Stored items
►

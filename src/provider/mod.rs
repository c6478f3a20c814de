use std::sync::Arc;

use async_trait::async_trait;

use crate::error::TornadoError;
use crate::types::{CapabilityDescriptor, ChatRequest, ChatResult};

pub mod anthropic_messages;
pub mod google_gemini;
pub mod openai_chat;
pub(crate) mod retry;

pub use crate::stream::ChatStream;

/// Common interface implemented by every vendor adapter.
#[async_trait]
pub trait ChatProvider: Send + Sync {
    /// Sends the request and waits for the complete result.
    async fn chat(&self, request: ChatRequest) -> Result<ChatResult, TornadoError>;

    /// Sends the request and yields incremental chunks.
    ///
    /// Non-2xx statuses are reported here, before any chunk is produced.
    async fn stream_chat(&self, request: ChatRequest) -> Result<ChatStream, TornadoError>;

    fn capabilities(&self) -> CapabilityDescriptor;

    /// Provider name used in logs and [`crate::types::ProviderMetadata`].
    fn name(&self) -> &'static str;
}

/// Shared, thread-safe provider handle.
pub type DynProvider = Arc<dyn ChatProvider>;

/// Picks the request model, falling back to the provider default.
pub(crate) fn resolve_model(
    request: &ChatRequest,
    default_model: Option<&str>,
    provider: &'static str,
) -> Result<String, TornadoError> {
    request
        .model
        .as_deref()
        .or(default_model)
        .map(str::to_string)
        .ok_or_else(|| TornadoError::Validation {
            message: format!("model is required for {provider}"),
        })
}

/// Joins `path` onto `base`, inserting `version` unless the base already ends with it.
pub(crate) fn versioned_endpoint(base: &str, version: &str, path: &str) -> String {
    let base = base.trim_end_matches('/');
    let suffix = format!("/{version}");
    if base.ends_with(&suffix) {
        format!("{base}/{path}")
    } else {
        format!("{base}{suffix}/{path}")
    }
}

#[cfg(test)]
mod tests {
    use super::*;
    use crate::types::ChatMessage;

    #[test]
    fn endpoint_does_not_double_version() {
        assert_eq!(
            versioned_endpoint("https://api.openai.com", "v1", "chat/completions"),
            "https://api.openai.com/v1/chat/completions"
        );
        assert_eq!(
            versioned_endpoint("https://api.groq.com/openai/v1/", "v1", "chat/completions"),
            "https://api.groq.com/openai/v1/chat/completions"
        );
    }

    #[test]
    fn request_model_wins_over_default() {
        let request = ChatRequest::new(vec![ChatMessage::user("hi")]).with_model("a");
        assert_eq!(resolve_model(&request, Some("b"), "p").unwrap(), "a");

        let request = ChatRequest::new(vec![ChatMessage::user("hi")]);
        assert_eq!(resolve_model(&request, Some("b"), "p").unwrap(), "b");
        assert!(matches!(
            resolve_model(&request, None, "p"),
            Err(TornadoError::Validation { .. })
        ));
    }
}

◄
►

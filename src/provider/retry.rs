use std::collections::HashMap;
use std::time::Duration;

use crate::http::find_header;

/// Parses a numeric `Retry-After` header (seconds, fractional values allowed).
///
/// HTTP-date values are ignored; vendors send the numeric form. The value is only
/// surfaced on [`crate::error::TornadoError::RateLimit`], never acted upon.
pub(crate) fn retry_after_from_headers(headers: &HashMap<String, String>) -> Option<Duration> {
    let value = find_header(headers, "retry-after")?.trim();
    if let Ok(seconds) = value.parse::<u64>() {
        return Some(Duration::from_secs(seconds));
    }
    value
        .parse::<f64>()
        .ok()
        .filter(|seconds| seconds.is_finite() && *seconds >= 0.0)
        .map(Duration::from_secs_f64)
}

◄
►

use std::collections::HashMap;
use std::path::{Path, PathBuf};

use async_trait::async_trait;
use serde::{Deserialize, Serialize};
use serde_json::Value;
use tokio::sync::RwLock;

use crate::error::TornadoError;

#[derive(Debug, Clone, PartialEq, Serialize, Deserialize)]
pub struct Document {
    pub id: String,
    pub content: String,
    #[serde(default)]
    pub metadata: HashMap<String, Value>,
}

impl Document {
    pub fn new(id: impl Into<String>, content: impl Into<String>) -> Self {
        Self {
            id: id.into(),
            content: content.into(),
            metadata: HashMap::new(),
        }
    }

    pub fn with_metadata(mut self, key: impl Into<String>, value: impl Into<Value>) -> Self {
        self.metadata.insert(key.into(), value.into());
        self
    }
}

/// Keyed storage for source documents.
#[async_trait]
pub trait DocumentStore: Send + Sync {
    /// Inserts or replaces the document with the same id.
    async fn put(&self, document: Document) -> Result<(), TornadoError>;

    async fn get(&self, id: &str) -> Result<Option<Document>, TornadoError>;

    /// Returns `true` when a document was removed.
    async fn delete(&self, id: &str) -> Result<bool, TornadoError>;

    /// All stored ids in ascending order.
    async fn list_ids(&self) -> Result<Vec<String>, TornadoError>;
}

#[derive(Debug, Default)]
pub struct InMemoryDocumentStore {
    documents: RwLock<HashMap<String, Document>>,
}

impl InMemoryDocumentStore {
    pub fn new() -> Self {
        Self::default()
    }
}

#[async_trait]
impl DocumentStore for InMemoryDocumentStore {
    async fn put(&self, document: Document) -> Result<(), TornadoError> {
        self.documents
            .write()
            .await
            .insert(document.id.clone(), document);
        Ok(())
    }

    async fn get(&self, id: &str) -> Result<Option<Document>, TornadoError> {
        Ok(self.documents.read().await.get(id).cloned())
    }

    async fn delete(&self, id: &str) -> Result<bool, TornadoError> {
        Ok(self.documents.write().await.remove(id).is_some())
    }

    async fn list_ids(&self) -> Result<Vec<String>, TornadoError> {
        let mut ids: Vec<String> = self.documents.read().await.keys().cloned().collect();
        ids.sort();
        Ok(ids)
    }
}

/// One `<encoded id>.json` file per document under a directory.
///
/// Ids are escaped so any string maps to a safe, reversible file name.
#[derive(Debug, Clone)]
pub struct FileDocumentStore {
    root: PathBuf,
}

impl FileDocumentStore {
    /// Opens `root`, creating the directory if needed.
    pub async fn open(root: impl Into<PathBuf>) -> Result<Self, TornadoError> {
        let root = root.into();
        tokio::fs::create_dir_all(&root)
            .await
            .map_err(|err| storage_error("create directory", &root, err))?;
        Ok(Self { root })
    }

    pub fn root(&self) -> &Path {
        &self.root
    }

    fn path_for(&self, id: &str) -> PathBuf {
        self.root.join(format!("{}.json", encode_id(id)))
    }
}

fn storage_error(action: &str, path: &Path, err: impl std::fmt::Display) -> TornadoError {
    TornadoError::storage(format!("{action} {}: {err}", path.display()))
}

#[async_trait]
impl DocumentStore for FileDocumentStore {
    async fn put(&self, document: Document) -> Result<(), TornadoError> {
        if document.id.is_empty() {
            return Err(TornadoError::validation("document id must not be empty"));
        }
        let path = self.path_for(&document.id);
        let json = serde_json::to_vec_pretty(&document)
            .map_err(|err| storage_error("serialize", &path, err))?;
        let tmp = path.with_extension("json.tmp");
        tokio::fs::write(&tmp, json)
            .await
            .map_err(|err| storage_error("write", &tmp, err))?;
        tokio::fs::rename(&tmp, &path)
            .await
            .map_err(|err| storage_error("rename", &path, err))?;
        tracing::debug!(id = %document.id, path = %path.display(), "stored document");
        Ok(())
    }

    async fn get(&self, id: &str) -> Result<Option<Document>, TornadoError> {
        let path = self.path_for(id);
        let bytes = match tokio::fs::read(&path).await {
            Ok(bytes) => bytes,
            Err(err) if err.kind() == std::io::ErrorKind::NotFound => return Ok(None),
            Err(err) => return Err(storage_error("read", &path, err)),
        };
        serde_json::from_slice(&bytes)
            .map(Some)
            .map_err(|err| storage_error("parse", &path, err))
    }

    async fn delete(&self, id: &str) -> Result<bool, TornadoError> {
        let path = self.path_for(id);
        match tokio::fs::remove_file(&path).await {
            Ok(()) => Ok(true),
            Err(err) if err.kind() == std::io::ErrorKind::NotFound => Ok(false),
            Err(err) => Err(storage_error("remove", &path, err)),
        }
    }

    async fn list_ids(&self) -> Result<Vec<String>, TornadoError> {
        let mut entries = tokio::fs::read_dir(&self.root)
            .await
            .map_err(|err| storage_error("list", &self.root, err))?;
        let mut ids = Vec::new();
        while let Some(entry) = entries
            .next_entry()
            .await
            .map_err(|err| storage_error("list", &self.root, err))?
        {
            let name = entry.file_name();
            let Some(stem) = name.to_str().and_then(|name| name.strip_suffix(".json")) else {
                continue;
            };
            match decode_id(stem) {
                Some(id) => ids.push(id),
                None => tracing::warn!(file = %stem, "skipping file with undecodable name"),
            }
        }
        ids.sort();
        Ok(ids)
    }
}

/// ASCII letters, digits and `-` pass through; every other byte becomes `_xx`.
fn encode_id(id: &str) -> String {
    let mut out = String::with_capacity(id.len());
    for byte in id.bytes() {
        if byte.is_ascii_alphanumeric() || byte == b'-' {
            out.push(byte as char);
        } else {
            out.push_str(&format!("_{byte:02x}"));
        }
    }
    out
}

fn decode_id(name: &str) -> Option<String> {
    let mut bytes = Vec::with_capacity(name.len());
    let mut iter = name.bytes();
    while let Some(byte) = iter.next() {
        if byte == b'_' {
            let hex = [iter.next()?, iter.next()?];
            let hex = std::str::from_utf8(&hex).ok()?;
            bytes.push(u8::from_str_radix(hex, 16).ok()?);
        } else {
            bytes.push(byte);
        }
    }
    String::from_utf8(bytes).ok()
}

◄

**DESCRIPTION OF THE TASK**
Using the records above, copy word for word the line with "filename src/provider/mod.rs", the line with "is required for", and every line between them.

**OUTPUT FOR THIS EXERCISE**
filename src/provider/mod.rs
repository c6478f3a20c814de
use std::sync::Arc;

use async_trait::async_trait;

use crate::error::TornadoError;
use crate::types::{CapabilityDescriptor, ChatRequest, ChatResult};

pub mod anthropic_messages;
pub mod google_gemini;
pub mod openai_chat;
pub(crate) mod retry;

pub use crate::stream::ChatStream;

/// Common interface implemented by every vendor adapter.
#[async_trait]
pub trait ChatProvider: Send + Sync {
    /// Sends the request and waits for the complete result.
    async fn chat(&self, request: ChatRequest) -> Result<ChatResult, TornadoError>;

    /// Sends the request and yields incremental chunks.
    ///
    /// Non-2xx statuses are reported here, before any chunk is produced.
    async fn stream_chat(&self, request: ChatRequest) -> Result<ChatStream, TornadoError>;

    fn capabilities(&self) -> CapabilityDescriptor;

    /// Provider name used in logs and [`crate::types::ProviderMetadata`].
    fn name(&self) -> &'static str;
}

/// Shared, thread-safe provider handle.
pub type DynProvider = Arc<dyn ChatProvider>;

/// Picks the request model, falling back to the provider default.
pub(crate) fn resolve_model(
    request: &ChatRequest,
    default_model: Option<&str>,
    provider: &'static str,
) -> Result<String, TornadoError> {
    request
        .model
        .as_deref()
        .or(default_model)
        .map(str::to_string)
        .ok_or_else(|| TornadoError::Validation {
            message: format!("model is required for {provider}"),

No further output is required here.